--- Data to examine Enclosed Below ---
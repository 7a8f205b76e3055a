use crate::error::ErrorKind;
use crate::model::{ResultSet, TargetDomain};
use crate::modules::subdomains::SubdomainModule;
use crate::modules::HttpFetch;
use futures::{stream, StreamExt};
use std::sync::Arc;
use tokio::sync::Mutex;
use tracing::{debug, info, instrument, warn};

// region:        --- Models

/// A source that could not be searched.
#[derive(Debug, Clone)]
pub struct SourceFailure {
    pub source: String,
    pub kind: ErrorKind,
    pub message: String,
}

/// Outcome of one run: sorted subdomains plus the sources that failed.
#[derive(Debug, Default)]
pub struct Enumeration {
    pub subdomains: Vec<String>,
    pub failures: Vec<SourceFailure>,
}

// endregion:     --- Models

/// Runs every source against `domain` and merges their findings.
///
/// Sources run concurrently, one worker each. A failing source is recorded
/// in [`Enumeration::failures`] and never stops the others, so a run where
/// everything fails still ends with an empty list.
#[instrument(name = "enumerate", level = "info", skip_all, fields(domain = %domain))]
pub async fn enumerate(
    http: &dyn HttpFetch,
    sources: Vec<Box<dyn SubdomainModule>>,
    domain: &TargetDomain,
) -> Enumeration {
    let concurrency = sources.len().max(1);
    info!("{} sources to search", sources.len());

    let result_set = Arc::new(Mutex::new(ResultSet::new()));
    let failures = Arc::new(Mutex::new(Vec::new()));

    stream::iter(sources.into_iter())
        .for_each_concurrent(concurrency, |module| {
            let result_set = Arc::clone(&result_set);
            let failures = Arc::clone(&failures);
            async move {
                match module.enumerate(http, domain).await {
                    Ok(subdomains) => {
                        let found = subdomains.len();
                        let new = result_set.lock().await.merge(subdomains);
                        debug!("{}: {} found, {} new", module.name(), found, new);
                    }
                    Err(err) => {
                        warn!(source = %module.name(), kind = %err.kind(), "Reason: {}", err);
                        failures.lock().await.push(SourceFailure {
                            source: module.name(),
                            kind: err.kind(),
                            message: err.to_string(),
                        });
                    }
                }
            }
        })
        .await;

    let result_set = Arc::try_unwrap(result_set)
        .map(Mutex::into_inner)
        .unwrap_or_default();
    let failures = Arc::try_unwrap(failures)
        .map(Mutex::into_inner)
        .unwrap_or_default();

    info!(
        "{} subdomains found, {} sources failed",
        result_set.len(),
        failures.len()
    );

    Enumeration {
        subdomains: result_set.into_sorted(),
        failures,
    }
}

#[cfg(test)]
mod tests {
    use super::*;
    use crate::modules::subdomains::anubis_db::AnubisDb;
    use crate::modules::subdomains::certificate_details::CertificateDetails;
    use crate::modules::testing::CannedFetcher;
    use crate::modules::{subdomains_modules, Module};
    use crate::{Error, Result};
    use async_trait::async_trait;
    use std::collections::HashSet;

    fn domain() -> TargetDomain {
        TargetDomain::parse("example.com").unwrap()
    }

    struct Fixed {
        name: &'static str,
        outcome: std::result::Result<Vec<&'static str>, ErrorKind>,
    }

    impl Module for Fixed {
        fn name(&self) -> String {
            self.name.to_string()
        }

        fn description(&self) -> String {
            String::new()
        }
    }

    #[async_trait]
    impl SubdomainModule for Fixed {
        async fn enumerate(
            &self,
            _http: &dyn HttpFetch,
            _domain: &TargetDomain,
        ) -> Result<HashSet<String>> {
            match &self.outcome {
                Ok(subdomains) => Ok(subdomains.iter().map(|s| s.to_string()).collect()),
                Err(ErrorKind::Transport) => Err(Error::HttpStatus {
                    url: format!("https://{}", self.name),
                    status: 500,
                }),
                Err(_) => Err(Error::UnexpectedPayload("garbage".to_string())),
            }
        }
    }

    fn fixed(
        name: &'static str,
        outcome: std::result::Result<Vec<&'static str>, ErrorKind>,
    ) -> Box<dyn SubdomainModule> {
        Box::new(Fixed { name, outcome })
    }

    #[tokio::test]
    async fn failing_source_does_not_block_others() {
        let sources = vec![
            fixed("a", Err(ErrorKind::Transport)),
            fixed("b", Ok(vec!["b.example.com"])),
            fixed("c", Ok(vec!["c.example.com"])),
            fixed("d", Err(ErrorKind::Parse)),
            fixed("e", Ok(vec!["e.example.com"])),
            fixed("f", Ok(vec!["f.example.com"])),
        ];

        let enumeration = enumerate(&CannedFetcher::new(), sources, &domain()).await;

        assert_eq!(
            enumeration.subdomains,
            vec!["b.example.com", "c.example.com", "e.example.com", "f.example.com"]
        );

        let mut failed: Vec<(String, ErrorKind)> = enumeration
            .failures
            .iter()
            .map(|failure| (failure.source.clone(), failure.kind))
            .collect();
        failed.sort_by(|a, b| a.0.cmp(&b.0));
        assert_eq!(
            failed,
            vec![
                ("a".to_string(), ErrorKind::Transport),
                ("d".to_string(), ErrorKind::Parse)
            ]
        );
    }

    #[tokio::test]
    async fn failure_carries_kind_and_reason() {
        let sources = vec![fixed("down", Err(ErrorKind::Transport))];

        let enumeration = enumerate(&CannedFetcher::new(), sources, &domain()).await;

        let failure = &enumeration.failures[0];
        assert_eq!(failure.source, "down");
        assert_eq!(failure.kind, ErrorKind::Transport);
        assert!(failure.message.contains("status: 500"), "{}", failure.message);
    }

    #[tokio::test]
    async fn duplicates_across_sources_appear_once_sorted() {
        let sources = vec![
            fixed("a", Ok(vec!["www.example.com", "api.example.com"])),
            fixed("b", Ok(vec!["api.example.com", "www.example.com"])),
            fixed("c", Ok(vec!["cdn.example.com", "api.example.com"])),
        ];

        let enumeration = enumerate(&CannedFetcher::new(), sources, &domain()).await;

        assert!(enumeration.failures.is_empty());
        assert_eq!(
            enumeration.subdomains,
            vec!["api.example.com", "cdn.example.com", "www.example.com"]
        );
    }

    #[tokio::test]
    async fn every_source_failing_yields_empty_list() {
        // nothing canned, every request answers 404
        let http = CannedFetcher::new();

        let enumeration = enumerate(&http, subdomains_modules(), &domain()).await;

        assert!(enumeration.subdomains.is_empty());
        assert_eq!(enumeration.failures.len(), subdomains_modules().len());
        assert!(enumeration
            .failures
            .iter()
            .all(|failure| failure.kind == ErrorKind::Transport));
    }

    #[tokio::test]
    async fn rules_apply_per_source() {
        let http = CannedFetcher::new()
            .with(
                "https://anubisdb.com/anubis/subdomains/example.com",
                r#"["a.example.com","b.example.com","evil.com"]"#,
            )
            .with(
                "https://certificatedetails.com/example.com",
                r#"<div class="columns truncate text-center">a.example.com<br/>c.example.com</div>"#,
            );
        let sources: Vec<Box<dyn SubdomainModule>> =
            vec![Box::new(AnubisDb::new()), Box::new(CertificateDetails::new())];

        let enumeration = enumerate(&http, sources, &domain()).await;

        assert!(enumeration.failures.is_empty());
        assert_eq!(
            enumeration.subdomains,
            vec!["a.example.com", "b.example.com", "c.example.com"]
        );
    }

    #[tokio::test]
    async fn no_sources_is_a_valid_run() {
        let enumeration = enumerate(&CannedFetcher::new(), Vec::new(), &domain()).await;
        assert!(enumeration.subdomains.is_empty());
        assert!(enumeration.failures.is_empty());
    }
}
--- End of Enclosed Data to examine ---
--- Data to examine Enclosed Below ---
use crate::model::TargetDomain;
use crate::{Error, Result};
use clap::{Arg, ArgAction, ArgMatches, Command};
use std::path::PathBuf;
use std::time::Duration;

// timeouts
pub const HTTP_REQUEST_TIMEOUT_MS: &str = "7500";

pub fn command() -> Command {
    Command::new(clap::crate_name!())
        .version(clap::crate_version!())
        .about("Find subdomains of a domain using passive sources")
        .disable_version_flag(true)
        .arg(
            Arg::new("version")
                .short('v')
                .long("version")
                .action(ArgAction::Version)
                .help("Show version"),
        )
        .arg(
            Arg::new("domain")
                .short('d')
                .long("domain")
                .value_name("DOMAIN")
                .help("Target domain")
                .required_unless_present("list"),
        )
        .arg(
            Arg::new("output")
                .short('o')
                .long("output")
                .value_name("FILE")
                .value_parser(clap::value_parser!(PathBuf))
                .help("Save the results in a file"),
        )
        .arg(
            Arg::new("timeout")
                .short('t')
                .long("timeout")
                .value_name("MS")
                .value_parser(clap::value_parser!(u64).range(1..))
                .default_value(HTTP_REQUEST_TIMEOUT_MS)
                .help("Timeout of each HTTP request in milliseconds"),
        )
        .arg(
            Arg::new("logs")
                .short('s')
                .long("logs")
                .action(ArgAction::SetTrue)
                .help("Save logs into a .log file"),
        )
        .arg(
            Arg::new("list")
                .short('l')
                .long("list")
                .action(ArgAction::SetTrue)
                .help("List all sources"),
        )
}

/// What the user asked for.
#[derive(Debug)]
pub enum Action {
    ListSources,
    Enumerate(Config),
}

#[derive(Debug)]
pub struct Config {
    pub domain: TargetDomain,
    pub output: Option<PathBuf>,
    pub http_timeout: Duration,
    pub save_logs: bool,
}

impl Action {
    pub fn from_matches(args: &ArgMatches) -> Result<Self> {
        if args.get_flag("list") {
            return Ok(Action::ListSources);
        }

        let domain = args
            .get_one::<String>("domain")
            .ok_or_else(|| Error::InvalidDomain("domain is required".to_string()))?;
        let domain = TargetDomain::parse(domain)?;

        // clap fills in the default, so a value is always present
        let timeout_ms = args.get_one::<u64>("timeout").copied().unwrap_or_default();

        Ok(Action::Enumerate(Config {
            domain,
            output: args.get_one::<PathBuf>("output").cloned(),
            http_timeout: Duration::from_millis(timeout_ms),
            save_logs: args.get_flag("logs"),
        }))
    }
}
--- End of Enclosed Data to examine ---
• _Instructions to follow_: Return a copy of each line in the records above that has "impl" in it.

• _Response to the task_:
    impl Module for Fixed {
    impl SubdomainModule for Fixed {
impl Action {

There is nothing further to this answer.